What the exercise asks =
In the listing below, find the line that contains "never see it." and the line that contains "async fn register(&self, data: &SignupData)". Quote both and every line between them, exactly, and nothing more.

Exercise inputs =
//! Cooperative cancellation handle.

use std::sync::Arc;

use tokio::sync::watch;

/// Shared flag that aborts an in-flight operation once set.
///
/// Clones observe the same flag. Cancelling is idempotent.
#[derive(Debug, Clone)]
pub struct CancellationToken {
    flag: Arc<watch::Sender<bool>>,
}

impl CancellationToken {
    /// Creates token in the active state.
    #[must_use]
    pub fn new() -> Self {
        let (flag, _) = watch::channel(false);
        Self {
            flag: Arc::new(flag),
        }
    }

    /// Requests cancellation.
    pub fn cancel(&self) {
        self.flag.send_replace(true);
    }

    /// Returns whether cancellation was requested.
    #[must_use]
    pub fn is_cancelled(&self) -> bool {
        *self.flag.borrow()
    }

    /// Resolves once cancellation is requested.
    pub async fn cancelled(&self) {
        let mut rx = self.flag.subscribe();
        let _ = rx.wait_for(|cancelled| *cancelled).await;
    }
}

impl Default for CancellationToken {
    fn default() -> Self {
        Self::new()
    }
}
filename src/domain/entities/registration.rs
//! Registration payload.

use serde::Serialize;

use super::credentials::{Credentials, Password};

/// Profile data submitted to the registration endpoint.
///
/// Password confirmation is checked by the caller and never part of this payload.
#[derive(Debug, Clone, PartialEq, Eq, Serialize)]
#[serde(rename_all = "camelCase")]
#[allow(missing_docs)]
pub struct SignupData {
    pub name: String,
    pub email: String,
    pub password: Password,
    pub phone: String,
    pub address: String,
    /// ISO date, `YYYY-MM-DD`.
    pub date_of_birth: String,
    pub occupation: String,
    pub institution: String,
    /// Study year or level.
    #[serde(skip_serializing_if = "Option::is_none")]
    pub year: Option<u32>,
}

impl SignupData {
    /// Returns credentials for the follow-up login.
    #[must_use]
    pub fn credentials(&self) -> Credentials {
        Credentials {
            email: self.email.clone(),
            password: self.password.clone(),
        }
    }
}

#[cfg(test)]
mod tests {
    use super::*;

    fn sample(year: Option<u32>) -> SignupData {
        SignupData {
            name: "Jane Doe".to_string(),
            email: "jane@example.com".to_string(),
            password: Password::new("hunter22"),
            phone: "01700000000".to_string(),
            address: "123 Main St".to_string(),
            date_of_birth: "2001-04-09".to_string(),
            occupation: "Student".to_string(),
            institution: "State University".to_string(),
            year,
        }
    }

    #[test]
    fn test_wire_field_names() {
        let json = serde_json::to_value(sample(Some(4))).unwrap();

        assert_eq!(json["dateOfBirth"], "2001-04-09");
        assert_eq!(json["year"], 4);
        assert_eq!(json["password"], "hunter22");
        assert!(json.get("date_of_birth").is_none());
    }

    #[test]
    fn test_year_omitted_when_absent() {
        let json = serde_json::to_value(sample(None)).unwrap();
        assert!(json.get("year").is_none());
    }

    #[test]
    fn test_credentials_reuse_submitted_values() {
        let credentials = sample(None).credentials();
        assert_eq!(credentials.email, "jane@example.com");
        assert_eq!(credentials.password.expose(), "hunter22");
    }
}
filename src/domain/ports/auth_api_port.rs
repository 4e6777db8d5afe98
//! Account API port definition.

use async_trait::async_trait;

use crate::domain::entities::{Credentials, SignupData, UserProfile};
use crate::domain::errors::ApiError;

/// Port for the remote session-cookie account API.
///
/// The session cookie is owned by the adapter; callers never see it.
#[async_trait]
pub trait AuthApiPort: Send + Sync {
    /// Checks whether the current session cookie is valid.
    async fn verify_session(&self) -> Result<(), ApiError>;

    /// Establishes a session for the given credentials.
    async fn login(&self, credentials: &Credentials) -> Result<(), ApiError>;

    /// Creates a new account. Does not establish a session.
    async fn register(&self, data: &SignupData) -> Result<(), ApiError>;

    /// Ends the current session.
    async fn logout(&self) -> Result<(), ApiError>;

    /// Fetches the signed-in account's profile.
    async fn fetch_profile(&self) -> Result<UserProfile, ApiError>;
}

#[cfg(test)]
pub mod mock {
    use super::*;
    use std::collections::VecDeque;
    use std::sync::{Arc, Mutex};

    use chrono::{TimeZone, Utc};
    use tokio::sync::Notify;

    /// Returns a profile for tests.
    pub fn sample_profile() -> UserProfile {
        let joined = Utc.with_ymd_and_hms(2024, 1, 5, 10, 0, 0).unwrap();
        UserProfile::new("42", "Jane Doe", "jane@example.com", "student", joined)
            .with_flags(true, true)
            .with_contact("01700000000", "123 Main St")
            .with_affiliation("Student", "State University", Some(4))
    }

    /// Scripted account API for testing.
    ///
    /// Each endpoint pops its next queued result and succeeds once the queue is empty.
    #[derive(Default)]
    pub struct MockAuthApi {
        verify: Mutex<VecDeque<Result<(), ApiError>>>,
        login: Mutex<VecDeque<Result<(), ApiError>>>,
        register: Mutex<VecDeque<Result<(), ApiError>>>,
        logout: Mutex<VecDeque<Result<(), ApiError>>>,
        profile: Mutex<VecDeque<Result<UserProfile, ApiError>>>,
        calls: Mutex<Vec<&'static str>>,
        verify_gate: Option<Arc<Notify>>,
    }

    impl MockAuthApi {
        /// Creates mock where every call succeeds.
        pub fn new() -> Self {
            Self::default()
        }

        /// Queues verify result.
        pub fn on_verify(self, result: Result<(), ApiError>) -> Self {
            self.verify.lock().unwrap().push_back(result);
            self
        }

        /// Queues login result.
        pub fn on_login(self, result: Result<(), ApiError>) -> Self {
            self.login.lock().unwrap().push_back(result);
            self
        }

        /// Queues register result.
        pub fn on_register(self, result: Result<(), ApiError>) -> Self {
            self.register.lock().unwrap().push_back(result);
            self
        }

        /// Queues logout result.
        pub fn on_logout(self, result: Result<(), ApiError>) -> Self {
            self.logout.lock().unwrap().push_back(result);
            self
        }

        /// Queues profile result.
        pub fn on_profile(self, result: Result<UserProfile, ApiError>) -> Self {
            self.profile.lock().unwrap().push_back(result);
            self
        }

        /// Makes verify wait until the gate is notified.
        pub fn hold_verify(mut self, gate: Arc<Notify>) -> Self {
            self.verify_gate = Some(gate);
            self
        }

        /// Returns endpoint names in call order.
        pub fn calls(&self) -> Vec<&'static str> {
            self.calls.lock().unwrap().clone()
        }

        fn record(&self, name: &'static str) {
            self.calls.lock().unwrap().push(name);
        }

        fn next(queue: &Mutex<VecDeque<Result<(), ApiError>>>) -> Result<(), ApiError> {
            queue.lock().unwrap().pop_front().unwrap_or(Ok(()))
        }
    }

    #[async_trait]
    impl AuthApiPort for MockAuthApi {
        async fn verify_session(&self) -> Result<(), ApiError> {
            self.record("verify");
            if let Some(gate) = &self.verify_gate {
                gate.notified().await;
            }
            Self::next(&self.verify)
        }

        async fn login(&self, _credentials: &Credentials) -> Result<(), ApiError> {
            self.record("login");
            Self::next(&self.login)
        }

        async fn register(&self, _data: &SignupData) -> Result<(), ApiError> {
            self.record("register");
            Self::next(&self.register)
        }

        async fn logout(&self) -> Result<(), ApiError> {
            self.record("logout");
            Self::next(&self.logout)
        }

        async fn fetch_profile(&self) -> Result<UserProfile, ApiError> {
            self.record("profile");
            self.profile
                .lock()
                .unwrap()
                .pop_front()
                .unwrap_or_else(|| Ok(sample_profile()))
        }
    }
}
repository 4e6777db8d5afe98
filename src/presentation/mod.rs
//! Presentation layer with UI components and event handling.

/// Event handling.
pub mod events;
/// UI screens.
pub mod ui;
/// Reusable widgets.
pub mod widgets;

pub use ui::App;
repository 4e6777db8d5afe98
use std::sync::Arc;

use clap::Parser;
use color_eyre::eyre::{Result, WrapErr};
use tracing::info;
use tracing_subscriber::{EnvFilter, fmt, layer::SubscriberExt, util::SubscriberInitExt};

use portico::infrastructure::{AppConfig, CliArgs, HttpAuthClient, StorageManager};
use portico::presentation::App;

fn init_logging(config: &AppConfig) -> Result<()> {
    let filter = EnvFilter::try_from_default_env()
        .unwrap_or_else(|_| EnvFilter::new(config.log_level.to_string()));

    if let Some(log_path) = config.effective_log_path() {
        if let Some(parent) = log_path.parent() {
            std::fs::create_dir_all(parent)?;
        }

        let file = std::fs::OpenOptions::new()
            .create(true)
            .append(true)
            .open(&log_path)?;

        let file_layer = fmt::layer()
            .with_writer(file)
            .with_ansi(false)
            .with_target(true)
            .with_thread_ids(false);

        tracing_subscriber::registry()
            .with(filter)
            .with(file_layer)
            .init();

        info!(path = %log_path.display(), "Logging initialized");
    } else {
        tracing_subscriber::registry().with(filter).init();
    }

    Ok(())
}

fn load_config() -> Result<AppConfig> {
    let _ = dotenvy::dotenv();
    let args = CliArgs::parse();

    let storage = StorageManager::new()?;
    let mut config = storage.load_config(args.config.as_deref())?;
    config.merge_with_args(args);

    Ok(config)
}

fn create_app(config: &AppConfig) -> Result<App> {
    let client = HttpAuthClient::with_base_url(&config.api_base_url, config.request_timeout())
        .wrap_err("failed to create HTTP client")?;

    info!(
        version = portico::VERSION,
        api = %client.base_url(),
        timeout = ?config.request_timeout(),
        "Starting Portico"
    );

    let label = client.base_url().to_string();
    let app = App::new(Arc::new(client), config.ui.date_format.clone()).with_server_label(label);

    Ok(app)
}

#[tokio::main]
async fn main() -> Result<()> {
    color_eyre::install()?;

    let config = load_config()?;
    init_logging(&config)?;
    let app = create_app(&config)?;

    let mut terminal = ratatui::init();

    let result = app.run(&mut terminal).await;

    ratatui::restore();

    result
}
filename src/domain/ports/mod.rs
mod auth_api_port;

pub use auth_api_port::AuthApiPort;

Answer for this exercise =
/// The session cookie is owned by the adapter; callers never see it.
#[async_trait]
pub trait AuthApiPort: Send + Sync {
    /// Checks whether the current session cookie is valid.
    async fn verify_session(&self) -> Result<(), ApiError>;

    /// Establishes a session for the given credentials.
    async fn login(&self, credentials: &Credentials) -> Result<(), ApiError>;

    /// Creates a new account. Does not establish a session.
    async fn register(&self, data: &SignupData) -> Result<(), ApiError>;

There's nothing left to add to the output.